Deux Mini Syros Soon : L’enbeille et L’envol du dragon

L'enbeille (couverture)L’enbeille, d’Eric Simard (2016)

L’enbeille se sent agressée dès qu’on l’approche. Son dard surgit alors du bas de son dos pour piquer… Pourra-t-elle un jour le maîtriser ?

Je vous avais parlé l’année dernière du petit livre fabuleux qu’était L’enfaon, il était temps pour moi de découvrir une autre histoire de cette même série. Sans être un coup de cœur comme L’enfaon, L’enbeille n’en est pas moins une petite histoire pleine de justesse et d’émotions.

L’enbeille ne supporte pas d’être examinée, touchée et, au moindre stress, son dard sort. Elle décide donc de fuir le centre et de trouver un endroit solitaire où celui-ci ne sera plus une menace, mais voilà que L’enlézard décide de la suivre… L’enbeille est une jeune fille dont l’anxiété pourra parler à bien des gens (en tout cas, ce fut le cas pour moi) : en quelques mots, Eric Simard nous fait comprendre les déchirements qui la traversent, ses doutes et ses craintes. Quelques péripéties et une petite aventure qui dessinent une jolie histoire célébrant le triomphe de l’amitié et de la confiance, que ce soit en soi ou en les autres.

« Il n’en faut pas beaucoup pour que je me sente agressée. Au moindre contact, à la moindre parole qui me contrarie, mon aiguillon vibre en moi et veut surgir. C’est plus fort que moi, je ne contrôle pas cette réaction. C’est pour cette raison que les infirmiers rappellent régulièrement aux autres humanimaux du centre qu’ils ne doivent surtout pas me déranger.
(…)
Aujourd’hui, j’ai onze ans et ceux qui m’entourent se méfient de moi. Je n’ai pas d’amis. »

L’enbeille, Eric Simard. Syros, coll. Mini Syros Soon, série Les Humanimaux, 2016. 42 pages.

L'envol du dragon (couverture)L’envol du dragon, de Jeanne-A Debats (2011)

J’ai découvert ce livre sur le blog La tête en claire (qui partage d’ailleurs mon coup de cœur sur L’enfaon) où elle nous disait «  je n’ai pas envie de vous parler du livre, je voudrais surtout que vous vous plongiez dedans sans rien en savoir comme ce fut mon cas.

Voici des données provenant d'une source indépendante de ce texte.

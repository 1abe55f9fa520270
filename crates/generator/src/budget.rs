use rust_decimal::{Decimal, RoundingStrategy};

/// Days a monthly budget is spread over.
pub const DAYS_PER_MONTH: u32 = 30;

/// Smallest daily budget the platform accepts, one cent.
pub const MIN_DAILY_BUDGET: Decimal = Decimal::from_parts(1, 0, 0, false, 2);

/// Monthly budget divided by 30 and rounded half-up to two decimal places.
///
/// A positive monthly budget small enough to round to zero is raised to
/// [`MIN_DAILY_BUDGET`] so the daily figure stays positive.
pub fn daily_budget(monthly: Decimal) -> Decimal {
    let daily = (monthly / Decimal::from(DAYS_PER_MONTH))
        .round_dp_with_strategy(2, RoundingStrategy::MidpointAwayFromZero);
    if monthly > Decimal::ZERO && daily < MIN_DAILY_BUDGET {
        MIN_DAILY_BUDGET
    } else {
        daily
    }
}

#[cfg(test)]
mod tests {
    use super::*;
    use std::str::FromStr;

    fn dec(s: &str) -> Decimal {
        Decimal::from_str(s).unwrap()
    }

    #[test]
    fn test_even_division() {
        assert_eq!(daily_budget(dec("600")), dec("20.00"));
        assert_eq!(daily_budget(dec("3000")), dec("100"));
    }

    #[test]
    fn test_rounds_to_cents() {
        // 1000 / 30 = 33.333...
        assert_eq!(daily_budget(dec("1000")), dec("33.33"));
        // 50 / 30 = 1.666...
        assert_eq!(daily_budget(dec("50")), dec("1.67"));
    }

    #[test]
    fn test_midpoint_rounds_up() {
        // 0.45 / 30 = 0.015
        assert_eq!(daily_budget(dec("0.45")), dec("0.02"));
        // 10.35 / 30 = 0.345
        assert_eq!(daily_budget(dec("10.35")), dec("0.35"));
    }

    #[test]
    fn test_tiny_budget_stays_positive() {
        assert_eq!(daily_budget(dec("0.10")), MIN_DAILY_BUDGET);
        assert!(daily_budget(dec("0.0001")) > Decimal::ZERO);
    }

    #[test]
    fn test_scale_is_at_most_two() {
        for monthly in ["1", "7", "99.99", "123456.78"] {
            assert!(daily_budget(dec(monthly)).scale() <= 2);
        }
    }
}
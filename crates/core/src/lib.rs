pub mod brief;
pub mod config;
pub mod credentials;
pub mod error;
pub mod payload;

pub use brief::{Brief, BriefInput, CampaignGoal};
pub use config::AppConfig;
pub use credentials::{AppCredentials, CredentialStore, Credentials, UserCredentials};
pub use error::{AdWizardError, AdWizardResult};
pub use payload::CampaignPayload;
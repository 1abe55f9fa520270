use serde::Deserialize;

use crate::credentials::AppCredentials;

/// Root application configuration. Loaded from an optional `adwizard.toml`
/// and environment variables with the prefix `ADWIZARD__`.
#[derive(Debug, Clone, Deserialize)]
pub struct AppConfig {
    #[serde(default)]
    pub api: ApiConfig,
    #[serde(default)]
    pub metrics: MetricsConfig,
    #[serde(default)]
    pub generator: GeneratorConfig,
    #[serde(default)]
    pub publisher: PublisherConfig,
}

#[derive(Debug, Clone, Deserialize)]
pub struct ApiConfig {
    #[serde(default = "default_host")]
    pub host: String,
    #[serde(default = "default_http_port")]
    pub http_port: u16,
}

#[derive(Debug, Clone, Deserialize)]
pub struct MetricsConfig {
    #[serde(default = "default_metrics_enabled")]
    pub enabled: bool,
    #[serde(default = "default_metrics_port")]
    pub port: u16,
}

#[derive(Debug, Clone, Default, Deserialize)]
pub struct GeneratorConfig {
    /// Reject creatives longer than the platform's headline/description limits.
    #[serde(default)]
    pub enforce_char_limits: bool,
}

/// Which ads platform client backs the publisher.
#[derive(Debug, Clone, Copy, Default, Deserialize, PartialEq, Eq)]
#[serde(rename_all = "snake_case")]
pub enum PublisherBackend {
    /// Every publish fails with "not implemented".
    #[default]
    Stub,
    GoogleAds,
}

#[derive(Debug, Clone, Deserialize)]
pub struct PublisherConfig {
    #[serde(default)]
    pub backend: PublisherBackend,
    /// Timeout applied to authentication and to each creation call.
    #[serde(default = "default_step_timeout_ms")]
    pub step_timeout_ms: u64,
    #[serde(default = "default_token_url")]
    pub token_url: String,
    #[serde(default = "default_api_base_url")]
    pub api_base_url: String,
    #[serde(default = "default_api_version")]
    pub api_version: String,
    #[serde(default)]
    pub app_credentials: AppCredentials,
}

// Default functions
fn default_host() -> String {
    "0.0.0.0".to_string()
}
fn default_http_port() -> u16 {
    8080
}
fn default_metrics_enabled() -> bool {
    true
}
fn default_metrics_port() -> u16 {
    9091
}
fn default_step_timeout_ms() -> u64 {
    15_000
}
fn default_token_url() -> String {
    "https://oauth2.googleapis.com/token".to_string()
}
fn default_api_base_url() -> String {
    "https://googleads.googleapis.com".to_string()
}
fn default_api_version() -> String {
    "v17".to_string()
}

impl Default for ApiConfig {
    fn default() -> Self {
        Self {
            host: default_host(),
            http_port: default_http_port(),
        }
    }
}

impl Default for MetricsConfig {
    fn default() -> Self {
        Self {
            enabled: default_metrics_enabled(),
            port: default_metrics_port(),
        }
    }
}

impl Default for PublisherConfig {
    fn default() -> Self {
        Self {
            backend: PublisherBackend::default(),
            step_timeout_ms: default_step_timeout_ms(),
            token_url: default_token_url(),
            api_base_url: default_api_base_url(),
            api_version: default_api_version(),
            app_credentials: AppCredentials::default(),
        }
    }
}

impl Default for AppConfig {
    fn default() -> Self {
        Self {
            api: ApiConfig::default(),
            metrics: MetricsConfig::default(),
            generator: GeneratorConfig::default(),
            publisher: PublisherConfig::default(),
        }
    }
}

impl AppConfig {
    /// Load configuration from `adwizard.toml` (if present) overlaid with
    /// environment variables.
    pub fn load() -> Result<Self, config::ConfigError> {
        Self::load_from("adwizard")
    }

    /// Same as [`AppConfig::load`] with an explicit config file stem.
    pub fn load_from(file_stem: &str) -> Result<Self, config::ConfigError> {
        let builder = config::Config::builder()
            .add_source(config::File::with_name(file_stem).required(false))
            .add_source(
                config::Environment::with_prefix("ADWIZARD")
                    .separator("__")
                    .try_parsing(true),
            );

        let config = builder.build()?;
        config.try_deserialize()
    }
}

Je peux seulement vous dire qu’il y a des dragons dedans… ». Comme je suis bonne élève, c’est exactement ce que j’ai fait, je n’ai même pas regardé le résumé, et je ne peux que vous inciter à faire de même. Il s’agit tout simplement d’une petite merveille !
Si vous voulez malgré tout quelques détails, en voici.

Valentin est terriblement malade et, pour fuir ce corps affaibli, pour oublier ses douleurs, il s’évade dans un jeu vidéo dans lequel il incarne un jeune dragon. Il n’a plus qu’un seul but : parvenir à voler.

Une nouvelle fois, Syros propose un texte absolument magnifique. Il ne faut que quelques phrases à Jeanne-A Debats pour poser ses personnages qui n’ont rien de superficiels. La relation père-fils est bouleversante au possible tant sont grandes et belles la compréhension et l’empathie montrées par le père de Valentin vis-à-vis de ce qu’éprouve son fils.
En jonglant entre les passages durs et pesants dans la chambre hantée par la maladie et l’allégresse des moments de jeu, l’autrice crée un contraste foudroyant qui rend chaque retour à la réalité pesant.

Comme avec L’enfaon (promis, c’est la dernière fois que je cite ce titre… pour cet article), la SF – ici, ce jeu vidéo totalement immersif grâce à une puce implantée dans le cerveau qui fait croire à celui-ci qu’il est réellement celui d’un dragon ! – est brillamment utilisée pour parler du quotidien, de notre réalité avec ses coups durs et ses moments de grâce (comme lorsque l’on accomplit un rêve).

Un concentré de tendresse et de tristesse pudique et néanmoins étonnamment puissant qui nous réserve une poignante surprise dans ses dernières lignes.

« Il ne faut pas m’en vouloir si je ne cherche pas à faire de nouvelles connaissances. Je n’ai pas beaucoup de temps, or il en faut pour s’attacher aux gens. »

« La puce d’interface à la base de ma nuque me chatouille un peu, puis, d’un seul coup, les murs et les draps disparaissent, mon corps rabougri devient léger comme une plume… »

L’envol du dragon, Jeanne-A Debats. Syros, coll. Mini Syros Soon, 2011. 41 pages.